Dr. Andrew Scott is Professor of Economics at London Business School and a Fellow of All Souls, Oxford University and the Centre for Economic Policy Research. He has previously held positions at Harvard University, London School of Economics and Oxford University. His research and advisory work focuses on the short- and long-term forces that affect governments and business, and he has served as advisor to HM Treasury, Bank of England, and the House of Commons, among others. In The 100-year Life, Andrew Scott and co-author Lynda Gratton draw on the unique pairing of their experience in economics and psychology to offer a broad-ranging analysis as well as a variety of solutions, showing how to rethink your finances, education, career and relationships to create a fulfilling 100-year life.

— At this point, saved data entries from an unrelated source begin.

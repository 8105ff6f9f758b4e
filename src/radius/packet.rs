// SPDX-License-Identifier: MIT

//! RADIUS packet codec (SPEC_FULL.md §4.1).
//!
//! A [`Packet`] owns its wire bytes. The 20-byte header is
//! `code(1) | id(1) | length(2 be) | authenticator(16)`, followed by a TLV
//! sequence of `type(1) | len(1) | value(len-2)` attributes. The header's
//! `length` field is authoritative: receivers trust it over the datagram
//! size and tolerate UDP padding.

use super::attr::AttrType;
use crate::error::PacketError;

pub const HEADER_LEN: usize = 20;

#[derive(Debug, Clone)]
pub struct Packet(Vec<u8>);

impl Packet {
    /// Parse a packet from received bytes, trusting the header length field
    /// over the transport-reported size. Trailing bytes past the header
    /// length (UDP padding) are dropped. Does not validate the attribute
    /// TLV sequence; call [`Packet::validate_attrs`] for that.
    pub fn from_received(mut buf: Vec<u8>) -> Result<Self, PacketError> {
        if buf.len() < HEADER_LEN {
            return Err(PacketError::TooShort);
        }
        let len = u16::from_be_bytes([buf[2], buf[3]]);
        if (len as usize) < HEADER_LEN {
            return Err(PacketError::LengthTooSmall(len));
        }
        if buf.len() < len as usize {
            return Err(PacketError::TooShort);
        }
        if buf.len() > len as usize {
            tracing::debug!(padding = buf.len() - len as usize, "trailing UDP padding");
            buf.truncate(len as usize);
        }
        Ok(Packet(buf))
    }

    /// Build a freshly framed header with no attributes.
    pub fn new(code: u8, id: u8, authenticator: [u8; 16]) -> Self {
        let mut buf = vec![0u8; HEADER_LEN];
        buf[0] = code;
        buf[1] = id;
        buf[2..4].copy_from_slice(&(HEADER_LEN as u16).to_be_bytes());
        buf[4..20].copy_from_slice(&authenticator);
        Packet(buf)
    }

    pub fn code(&self) -> u8 {
        self.0[0]
    }

    pub fn set_code(&mut self, code: u8) {
        self.0[0] = code;
    }

    pub fn id(&self) -> u8 {
        self.0[1]
    }

    pub fn set_id(&mut self, id: u8) {
        self.0[1] = id;
    }

    pub fn header_len(&self) -> u16 {
        u16::from_be_bytes([self.0[2], self.0[3]])
    }

    fn set_header_len(&mut self, len: u16) {
        self.0[2..4].copy_from_slice(&len.to_be_bytes());
    }

    pub fn authenticator(&self) -> &[u8] {
        &self.0[4..20]
    }

    pub fn set_authenticator(&mut self, auth: &[u8]) {
        debug_assert_eq!(auth.len(), 16);
        self.0[4..20].copy_from_slice(auth);
    }

    pub fn attrs(&self) -> &[u8] {
        &self.0[HEADER_LEN..]
    }

    pub fn as_bytes(&self) -> &[u8] {
        &self.0
    }

    pub fn into_bytes(self) -> Vec<u8> {
        self.0
    }

    /// Append a raw attribute TLV and grow the header length field.
    /// `value.len()` must fit in `u8::MAX - 2`.
    pub fn append_attr(&mut self, attr_type: u8, value: &[u8]) {
        debug_assert!(value.len() <= 253);
        self.0.push(attr_type);
        self.0.push((value.len() + 2) as u8);
        self.0.extend_from_slice(value);
        let new_len = self.0.len() as u16;
        self.set_header_len(new_len);
    }

    /// Walk the attribute TLV sequence, mirroring the legacy `attrvalidate`:
    /// any `len < 2` or cumulative overrun fails; a single dangling trailing
    /// byte is tolerated (logged, not rejected).
    pub fn validate_attrs(&self) -> Result<(), PacketError> {
        let attrs = self.attrs();
        let mut remaining = attrs.len() as isize;
        let mut offset = 0usize;
        while remaining > 1 {
            let alen = attrs[offset + 1] as isize;
            if alen < 2 {
                return Err(PacketError::MalformedAttributes);
            }
            remaining -= alen;
            if remaining < 0 {
                return Err(PacketError::MalformedAttributes);
            }
            offset += alen as usize;
        }
        if remaining != 0 {
            tracing::warn!("malformed packet? remaining byte after last attribute");
        }
        Ok(())
    }

    /// First attribute TLV (type, length, value) with the given type, or `None`.
    pub fn attr_get(&self, attr_type: u8) -> Option<&[u8]> {
        attr_get(self.attrs(), attr_type)
    }

    /// Just the value bytes of the first attribute with the given type.
    pub fn attr_value(&self, attr_type: u8) -> Option<&[u8]> {
        self.attr_get(attr_type).map(|tlv| &tlv[2..])
    }

    pub fn user_name(&self) -> Option<&[u8]> {
        self.attr_value(AttrType::UserName.id())
    }

    /// Replace a single attribute's value in place, growing or shrinking the
    /// backing buffer as needed, and return the byte offset of the new
    /// value within the buffer. Mirrors the legacy `resizeattr`.
    pub fn resize_attr(&mut self, attr_type: u8, new_value: &[u8]) -> Option<usize> {
        let header_len = self.header_len() as usize;
        let attrs_start = HEADER_LEN;
        let attrs_len = header_len - attrs_start;

        let tlv_offset = {
            let attrs = &self.0[attrs_start..attrs_start + attrs_len];
            let tlv = attr_get(attrs, attr_type)?;
            // Safety: tlv is a subslice of attrs, compute its offset.
            (tlv.as_ptr() as usize) - (attrs.as_ptr() as usize)
        };
        let attr_off = attrs_start + tlv_offset;
        let old_vallen = self.0[attr_off + 1] as usize - 2;
        let new_vallen = new_value.len();
        if new_vallen > 253 {
            return None;
        }

        if new_vallen != old_vallen {
            let val_off = attr_off + 2;
            let tail_start = val_off + old_vallen;
            let tail: Vec<u8> = self.0[tail_start..].to_vec();
            self.0.truncate(val_off);
            self.0.extend_from_slice(new_value);
            self.0.extend_from_slice(&tail);
            self.0[attr_off + 1] = (new_vallen + 2) as u8;
            let new_header_len = (header_len as isize + new_vallen as isize - old_vallen as isize) as u16;
            self.set_header_len(new_header_len);
        } else {
            self.0[attr_off + 2..attr_off + 2 + new_vallen].copy_from_slice(new_value);
        }
        Some(attr_off + 2)
    }

    /// Replace the whole attribute section with `new_attrs`, which must
    /// already be a well-formed TLV sequence, and update the header length.
    pub fn set_attrs(&mut self, new_attrs: &[u8]) {
        self.0.truncate(HEADER_LEN);
        self.0.extend_from_slice(new_attrs);
        let new_len = self.0.len() as u16;
        self.set_header_len(new_len);
    }

    pub fn attr_value_mut(&mut self, attr_type: u8) -> Option<&mut [u8]> {
        let header_len = self.header_len() as usize;
        let attrs_start = HEADER_LEN;
        let offset = {
            let attrs = &self.0[attrs_start..header_len];
            let tlv = attr_get(attrs, attr_type)?;
            (tlv.as_ptr() as usize) - (attrs.as_ptr() as usize)
        };
        let attr_off = attrs_start + offset;
        let vallen = self.0[attr_off + 1] as usize - 2;
        Some(&mut self.0[attr_off + 2..attr_off + 2 + vallen])
    }
}

/// Free function mirroring the legacy `attrget`: walk TLVs without
/// validating length invariants (the caller is expected to have called
/// `validate_attrs` first).
pub fn attr_get(attrs: &[u8], attr_type: u8) -> Option<&[u8]> {
    let mut offset = 0usize;
    while offset + 1 < attrs.len() {
        let alen = attrs[offset + 1] as usize;
        if alen < 2 || offset + alen > attrs.len() {
            return None;
        }
        if attrs[offset] == attr_type {
            return Some(&attrs[offset..offset + alen]);
        }
        offset += alen;
    }
    None
}

#[cfg(test)]
mod tests {
    use super::*;

    #[test]
    fn round_trip_header() {
        let p = Packet::new(1, 7, [0xAB; 16]);
        assert_eq!(p.code(), 1);
        assert_eq!(p.id(), 7);
        assert_eq!(p.header_len(), 20);
        assert_eq!(p.authenticator(), [0xAB; 16]);
    }

    #[test]
    fn append_and_get_attr() {
        let mut p = Packet::new(1, 7, [0u8; 16]);
        p.append_attr(1, b"bob@example.org");
        assert_eq!(p.header_len() as usize, 20 + 2 + 15);
        let v = p.attr_value(1).unwrap();
        assert_eq!(v, b"bob@example.org");
        p.validate_attrs().unwrap();
    }

    #[test]
    fn validate_attrs_rejects_short_tlv() {
        let mut p = Packet::new(1, 7, [0u8; 16]);
        p.0.extend_from_slice(&[5, 1]); // len < 2
        p.set_header_len(22);
        assert!(p.validate_attrs().is_err());
    }

    #[test]
    fn validate_attrs_rejects_overrun() {
        let mut p = Packet::new(1, 7, [0u8; 16]);
        p.0.extend_from_slice(&[5, 10, 1, 2, 3]); // declares len 10, only 5 bytes present
        p.set_header_len(25);
        assert!(p.validate_attrs().is_err());
    }

    #[test]
    fn resize_attr_grows_and_shrinks() {
        let mut p = Packet::new(1, 7, [0u8; 16]);
        p.append_attr(1, b"short");
        p.resize_attr(1, b"a much longer replacement value").unwrap();
        assert_eq!(p.attr_value(1).unwrap(), b"a much longer replacement value");
        p.resize_attr(1, b"tiny").unwrap();
        assert_eq!(p.attr_value(1).unwrap(), b"tiny");
        assert_eq!(p.header_len() as usize, p.as_bytes().len());
    }

    #[test]
    fn from_received_truncates_padding() {
        let mut raw = Packet::new(2, 0, [0u8; 16]).into_bytes();
        raw.extend_from_slice(&[0, 0, 0, 0]);
        let p = Packet::from_received(raw).unwrap();
        assert_eq!(p.as_bytes().len(), 20);
    }

    #[test]
    fn from_received_rejects_short() {
        assert!(Packet::from_received(vec![0u8; 10]).is_err());
    }
}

Most in our culture have been raised on the traditional notion of a three-stage approach to our lives: education, followed by work and then retirement. But this well-established pathway is already beginning to collapse. Life expectancy is rising, pensions are vanishing and increasing numbers of people are juggling multiple careers. Dr. Scott posits that whether you are 18, 45 or 60, you will need to do things very differently from previous generations and learn to structure your life in completely new ways. The 100-Year Life is a wake-up call that describes what to expect and considers the choices and options that you will face. It is also fundamentally a call to action for individuals, politicians, firms and governments.
Dr. Scott has won the General Teaching Excellence prize at London Business School and is a co-author of a textbook, Macroeconomics: Understanding the Global Economy, which has been translated into four languages and soon will appear in its Fourth Edition. He has published widely in leading international academic journals and was Managing Editor of the Royal Economic Society’s The Economic Journal and Scientific Chair of the Euro Area Business Cycle Network. He has an MA and DPhil from Oxford University and an MSc from the London School of Economics.